Di conseguenza i ricavi sono stati in aumento del 39.2% a 8,77 miliardi di dollari. Ovvero 460 milioni in più rispetto alle aspettative, con un margine lordo salito al 27,7% (dal 22,8%, era atteso il 24,1%). A che l’utile operativo è salito a 809 milioni di dollari, l’utile netto a 874 milione e l’utile per azione ha progredito da 0,37 a 0,76 dollari, quando le attese erano di 0,50 centesimi.

Una progressione con tutte lucine verdi. Il 2020, difficile per molti protagonisti dell’automotive, per Tesla potrebbe chiudersi con un profitto. Un momento storico, dopo le continue perdite sorrette da raccolte sul mercato obbligazionario o da aumenti di capitale.

A questo bisogna aggiungere la contrattazione dei “crediti verdi”, che nel periodo ha portato all’incasso di 397 milioni: voce destinata ad aumentare nel futuro prossimo.
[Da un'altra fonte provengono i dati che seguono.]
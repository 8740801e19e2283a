//! Cluster file loading and validation.
//!
//! A cluster file is a YAML stream of one or more `UpstreamCluster`
//! documents. Everything is validated before any runtime state is built;
//! a bad document refuses startup rather than serving a partial registry.

use std::collections::HashSet;
use std::path::Path;

use http::Uri;
use serde::Deserialize;

use super::error::ConfigError;
use super::{FlowStrategy, UpstreamCluster};

/// Read and parse every cluster document in `path`.
pub fn load_cluster_documents(path: &Path) -> Result<Vec<UpstreamCluster>, ConfigError> {
    let content = std::fs::read_to_string(path).map_err(|source| ConfigError::ReadFile {
        path: path.to_path_buf(),
        source,
    })?;
    parse_cluster_documents(&content)
}

/// Parse a YAML stream of cluster documents and validate each one.
pub fn parse_cluster_documents(content: &str) -> Result<Vec<UpstreamCluster>, ConfigError> {
    let mut clusters = Vec::new();
    let mut seen = HashSet::new();
    for (index, doc) in serde_yaml::Deserializer::from_str(content).enumerate() {
        let value = serde_yaml::Value::deserialize(doc)
            .map_err(|source| ConfigError::ParseYaml { source })?;
        if value.is_null() {
            // Blank document in the stream, e.g. a trailing separator.
            continue;
        }
        let cluster: UpstreamCluster =
            serde_yaml::from_value(value).map_err(|source| ConfigError::ParseYaml { source })?;
        if cluster.name().is_empty() {
            return Err(ConfigError::MissingName { index });
        }
        if !cluster.api_version.is_empty() && cluster.api_version != super::API_VERSION
            || !cluster.kind.is_empty() && cluster.kind != super::KIND
        {
            return Err(ConfigError::UnexpectedKind {
                name: cluster.name().to_string(),
                api_version: cluster.api_version.clone(),
                kind: cluster.kind.clone(),
            });
        }
        if !seen.insert(cluster.name().to_ascii_lowercase()) {
            return Err(ConfigError::DuplicateCluster {
                name: cluster.name().to_string(),
            });
        }
        validate_cluster(&cluster)?;
        clusters.push(cluster);
    }
    Ok(clusters)
}

/// Validate one cluster document.
pub fn validate_cluster(cluster: &UpstreamCluster) -> Result<(), ConfigError> {
    let name = cluster.name();
    let spec = &cluster.spec;

    let mut endpoints = HashSet::new();
    for server in &spec.servers {
        validate_endpoint(name, &server.endpoint)?;
        if !endpoints.insert(server.endpoint.as_str()) {
            return Err(ConfigError::DuplicateEndpoint {
                cluster: name.to_string(),
                endpoint: server.endpoint.clone(),
            });
        }
    }

    let mut schemas = HashSet::new();
    for schema in &spec.flow_control.schemas {
        if !schemas.insert(schema.name.as_str()) {
            return Err(ConfigError::DuplicateFlowSchema {
                cluster: name.to_string(),
                name: schema.name.clone(),
            });
        }
        match schema.strategy()? {
            FlowStrategy::Exempt => {}
            FlowStrategy::MaxRequestsInflight { max } => {
                if max == 0 {
                    return Err(ConfigError::InvalidFlowSchema {
                        cluster: name.to_string(),
                        name: schema.name.clone(),
                        message: "max must be greater than zero".to_string(),
                    });
                }
            }
            FlowStrategy::TokenBucket { qps, burst } => {
                if qps <= 0.0 || !qps.is_finite() {
                    return Err(ConfigError::InvalidFlowSchema {
                        cluster: name.to_string(),
                        name: schema.name.clone(),
                        message: format!("qps must be a positive number, got {qps}"),
                    });
                }
                if burst == 0 {
                    return Err(ConfigError::InvalidFlowSchema {
                        cluster: name.to_string(),
                        name: schema.name.clone(),
                        message: "burst must be greater than zero".to_string(),
                    });
                }
            }
        }
    }

    for (i, policy) in spec.dispatch_policies.iter().enumerate() {
        let policy_name = if policy.name.is_empty() {
            format!("#{i}")
        } else {
            policy.name.clone()
        };
        if policy.rules.is_empty() {
            return Err(ConfigError::EmptyPolicy {
                cluster: name.to_string(),
                policy: policy_name,
            });
        }
        if let Some(schema) = &policy.flow_control_schema_name
            && !schemas.contains(schema.as_str())
        {
            return Err(ConfigError::UnknownFlowSchema {
                cluster: name.to_string(),
                policy: policy_name,
                schema: schema.clone(),
            });
        }
        for subset in &policy.upstream_subset {
            if !endpoints.contains(subset.as_str()) {
                return Err(ConfigError::UnknownSubsetServer {
                    cluster: name.to_string(),
                    policy: policy_name,
                    endpoint: subset.clone(),
                });
            }
        }
    }

    Ok(())
}

fn validate_endpoint(cluster: &str, endpoint: &str) -> Result<(), ConfigError> {
    let invalid = |message: String| ConfigError::InvalidEndpoint {
        cluster: cluster.to_string(),
        endpoint: endpoint.to_string(),
        message,
    };
    let uri: Uri = endpoint
        .parse()
        .map_err(|e: http::uri::InvalidUri| invalid(e.to_string()))?;
    match uri.scheme_str() {
        Some("http") | Some("https") => {}
        other => return Err(invalid(format!("unsupported scheme {other:?}"))),
    }
    if uri.authority().is_none() {
        return Err(invalid("missing host".to_string()));
    }
    if uri.path() != "/" && !uri.path().is_empty() {
        return Err(invalid("endpoint must not carry a path".to_string()));
    }
    Ok(())
}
La GigaFactory di Shanghai ha contribuito alla prestazione di Model 3 in Cina. E in rampa di lancio c’è la GigaFactory di Berlino, presso la quale saranno prodotte le prime, attese, Model Y per l'Europa e per l'Italia con le nuove e più efficienti batterie 4860 e con nuovi pannelli monoblocco anteriori e posteriori.
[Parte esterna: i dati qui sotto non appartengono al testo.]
//! The secure serving loop.
//!
//! Accepts TCP, inspects the ClientHello to pick the cluster's TLS config,
//! completes the handshake, then serves HTTP/1.1 and HTTP/2 (with upgrade
//! support) over the connection. Each request is authenticated against the
//! SNI-selected cluster before entering the dispatch pipeline; handler
//! panics are recovered into a 500 so the process never dies with a
//! request.

use std::net::SocketAddr;
use std::sync::Arc;
use std::time::Duration;

use futures_util::FutureExt;
use hyper::body::Incoming;
use hyper::service::service_fn;
use hyper::{Request, Response};
use hyper_util::rt::{TokioExecutor, TokioIo};
use hyper_util::server::conn::auto;
use rustls::pki_types::CertificateDer;
use tokio::net::{TcpListener, TcpStream};
use tokio_rustls::LazyConfigAcceptor;
use tracing::{debug, error, warn};

use crate::auth::Authenticator;
use crate::dispatch::dispatcher::request_host;
use crate::dispatch::{ConnectionContext, Dispatcher};
use crate::error::{GatewayError, GatewayResult, ProxyBody};
use crate::lifecycle::LifecycleManager;
use crate::tls::SniSelect;

/// Hard deadline for the TLS handshake, ClientHello included.
pub const TLS_HANDSHAKE_TIMEOUT: Duration = Duration::from_secs(10);

/// Everything the serving loop shares across connections.
pub struct GatewayState {
    pub dispatcher: Dispatcher,
    pub authenticator: Authenticator,
    pub sni: SniSelect,
    pub lifecycle: Arc<LifecycleManager>,
}

/// Accept loop. Returns when the lifecycle token fires; connection drain is
/// the caller's job.
pub async fn serve(listener: TcpListener, state: Arc<GatewayState>) -> std::io::Result<()> {
    let shutdown = state.lifecycle.shutdown_token();
    loop {
        let accepted = tokio::select! {
            _ = shutdown.cancelled() => return Ok(()),
            accepted = listener.accept() => accepted,
        };
        let (stream, peer_addr) = match accepted {
            Ok(pair) => pair,
            Err(error) => {
                warn!(%error, "accept failed");
                continue;
            }
        };
        let state = Arc::clone(&state);
        let guard = state.lifecycle.conn_opened();
        tokio::spawn(async move {
            let _guard = guard;
            if let Err(error) = handle_connection(stream, peer_addr, state).await {
                debug!(%peer_addr, error = %error, "connection closed with error");
            }
        });
    }
}

async fn handle_connection(
    stream: TcpStream,
    peer_addr: SocketAddr,
    state: Arc<GatewayState>,
) -> Result<(), String> {
    let local_addr = stream.local_addr().ok();

    // Pause after the ClientHello to choose the per-SNI config; a miss
    // serves the base config rather than failing the handshake.
    let acceptor = LazyConfigAcceptor::new(rustls::server::Acceptor::default(), stream);
    let start = tokio::time::timeout(TLS_HANDSHAKE_TIMEOUT, acceptor)
        .await
        .map_err(|_| "client hello timed out".to_string())?
        .map_err(|e| format!("client hello: {e}"))?;

    let sni = start.client_hello().server_name().map(str::to_string);
    let config = state.sni.select(sni.as_deref(), local_addr.map(|a| a.ip()));
    let tls_stream = tokio::time::timeout(TLS_HANDSHAKE_TIMEOUT, start.into_stream(config))
        .await
        .map_err(|_| "tls handshake timed out".to_string())?
        .map_err(|e| format!("tls handshake: {e}"))?;

    let peer_certs: Vec<CertificateDer<'static>> = tls_stream
        .get_ref()
        .1
        .peer_certificates()
        .map(<[CertificateDer<'static>]>::to_vec)
        .unwrap_or_default();
    let context = ConnectionContext {
        sni,
        local_addr,
        peer_addr: Some(peer_addr),
    };

    let service = service_fn(move |req: Request<Incoming>| {
        let state = Arc::clone(&state);
        let context = context.clone();
        let peer_certs = peer_certs.clone();
        async move { handle_request(state, context, peer_certs, req).await }
    });

    let builder = auto::Builder::new(TokioExecutor::new());
    let connection = builder.serve_connection_with_upgrades(TokioIo::new(tls_stream), service);
    connection.await.map_err(|e| e.to_string())
}

async fn handle_request(
    state: Arc<GatewayState>,
    context: ConnectionContext,
    peer_certs: Vec<CertificateDer<'static>>,
    mut req: Request<Incoming>,
) -> GatewayResult<Response<ProxyBody>> {
    req.extensions_mut().insert(context);
    let host = request_host(&req).unwrap_or_default();
    let user = state
        .authenticator
        .authenticate(&host, &peer_certs, req.headers())
        .await;
    debug!(%host, user = %user.username, "request authenticated");
    req.extensions_mut().insert(user);

    match std::panic::AssertUnwindSafe(state.dispatcher.handle(req))
        .catch_unwind()
        .await
    {
        Ok(result) => result,
        Err(panic) => {
            let message = panic_message(&panic);
            error!(message, "request handler panicked");
            Ok(GatewayError::Internal {
                message: "request handler panicked".to_string(),
            }
            .into_response())
        }
    }
}

fn panic_message(panic: &(dyn std::any::Any + Send)) -> &str {
    if let Some(s) = panic.downcast_ref::<&str>() {
        s
    } else if let Some(s) = panic.downcast_ref::<String>() {
        s
    } else {
        "unknown panic payload"
    }
}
Le prospettive sono più che rosee, anche perché nell’altra nuova GigaFactory di Austin a fine 2021 dovrebbe essere prodotto il Cybertruck, modello importante per il mercato americano.

Elon senza limiti

Musk non si pone limiti e guarda, al solito, parecchi passi avanti: per il 2030 ha prefigurato la possibilità di vendere 20 milioni di auto l’anno, 40 volte il 2020. Forse le piazzerà anche su Marte.